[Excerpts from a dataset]
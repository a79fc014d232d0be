// Customer Dashboard - Data Store
// The two in-memory lists and the amount sort direction

use crate::error::LoadError;
use crate::model::{Customer, Dataset, SortOrder, Transaction};
use crate::source::DataSource;
use feruca::Collator;

#[derive(Debug, Default)]
pub struct DataStore {
    customers: Vec<Customer>,
    transactions: Vec<Transaction>,

    /// Direction the next amount-sort toggle will apply
    sort_order: SortOrder,
}

impl DataStore {
    pub fn new() -> Self {
        Self::default()
    }

    pub fn customers(&self) -> &[Customer] {
        &self.customers
    }

    pub fn transactions(&self) -> &[Transaction] {
        &self.transactions
    }

    pub fn sort_order(&self) -> SortOrder {
        self.sort_order
    }

    /// Fetch from `source` and replace both lists. Nothing changes on error.
    pub fn load(&mut self, source: &dyn DataSource) -> Result<(), LoadError> {
        let dataset = source.fetch()?;
        self.replace(dataset);
        Ok(())
    }

    pub fn replace(&mut self, dataset: Dataset) {
        self.customers = dataset.customers;
        self.transactions = dataset.transactions;
    }

    /// Ascending by name only, in Unicode collation order (CLDR root:
    /// accents and case only break ties). Transactions keep their order.
    pub fn sort_customers_by_name(&mut self) {
        let mut collator = Collator::default();
        self.customers
            .sort_by(|a, b| collator.collate(a.name.as_str(), b.name.as_str()));
    }

    /// Reorder transactions by amount; customers keep their order
    pub fn sort_transactions_by_amount(&mut self, order: SortOrder) {
        self.transactions
            .sort_by(|a, b| order.apply(a.amount.total_cmp(&b.amount)));
    }

    /// Sort by the current direction, then flip it for the next call.
    /// Returns the direction that was applied.
    pub fn toggle_amount_sort(&mut self) -> SortOrder {
        let applied = self.sort_order;
        self.sort_transactions_by_amount(applied);
        self.sort_order = applied.toggled();
        applied
    }

    /// Current contents in current order
    pub fn snapshot(&self) -> Dataset {
        Dataset {
            customers: self.customers.clone(),
            transactions: self.transactions.clone(),
        }
    }
}
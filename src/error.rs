use thiserror::Error;

/// Everything that can go wrong while fetching `customer.json`
#[derive(Debug, Error)]
pub enum LoadError {
    #[error("failed to read {location}: {source}")]
    Io {
        location: String,
        #[source]
        source: std::io::Error,
    },

    #[error("failed to fetch {location}: {message}")]
    Network { location: String, message: String },

    #[error("invalid customer data: {0}")]
    Parse(#[from] serde_json::Error),

    #[error("cannot load {0}: http sources need the `fetch` feature")]
    UnsupportedLocation(String),
}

» **What is required**
Could you write out exactly the lines above, starting at the first one and ending with the line that has "in current order"?

» **Answer to this problem**
repository a79fc014d232d0be
// Customer Dashboard - Data Store
// The two in-memory lists and the amount sort direction

use crate::error::LoadError;
use crate::model::{Customer, Dataset, SortOrder, Transaction};
use crate::source::DataSource;
use feruca::Collator;

#[derive(Debug, Default)]
pub struct DataStore {
    customers: Vec<Customer>,
    transactions: Vec<Transaction>,

    /// Direction the next amount-sort toggle will apply
    sort_order: SortOrder,
}

impl DataStore {
    pub fn new() -> Self {
        Self::default()
    }

    pub fn customers(&self) -> &[Customer] {
        &self.customers
    }

    pub fn transactions(&self) -> &[Transaction] {
        &self.transactions
    }

    pub fn sort_order(&self) -> SortOrder {
        self.sort_order
    }

    /// Fetch from `source` and replace both lists. Nothing changes on error.
    pub fn load(&mut self, source: &dyn DataSource) -> Result<(), LoadError> {
        let dataset = source.fetch()?;
        self.replace(dataset);
        Ok(())
    }

    pub fn replace(&mut self, dataset: Dataset) {
        self.customers = dataset.customers;
        self.transactions = dataset.transactions;
    }

    /// Ascending by name only, in Unicode collation order (CLDR root:
    /// accents and case only break ties). Transactions keep their order.
    pub fn sort_customers_by_name(&mut self) {
        let mut collator = Collator::default();
        self.customers
            .sort_by(|a, b| collator.collate(a.name.as_str(), b.name.as_str()));
    }

    /// Reorder transactions by amount; customers keep their order
    pub fn sort_transactions_by_amount(&mut self, order: SortOrder) {
        self.transactions
            .sort_by(|a, b| order.apply(a.amount.total_cmp(&b.amount)));
    }

    /// Sort by the current direction, then flip it for the next call.
    /// Returns the direction that was applied.
    pub fn toggle_amount_sort(&mut self) -> SortOrder {
        let applied = self.sort_order;
        self.sort_transactions_by_amount(applied);
        self.sort_order = applied.toggled();
        applied
    }

    /// Current contents in current order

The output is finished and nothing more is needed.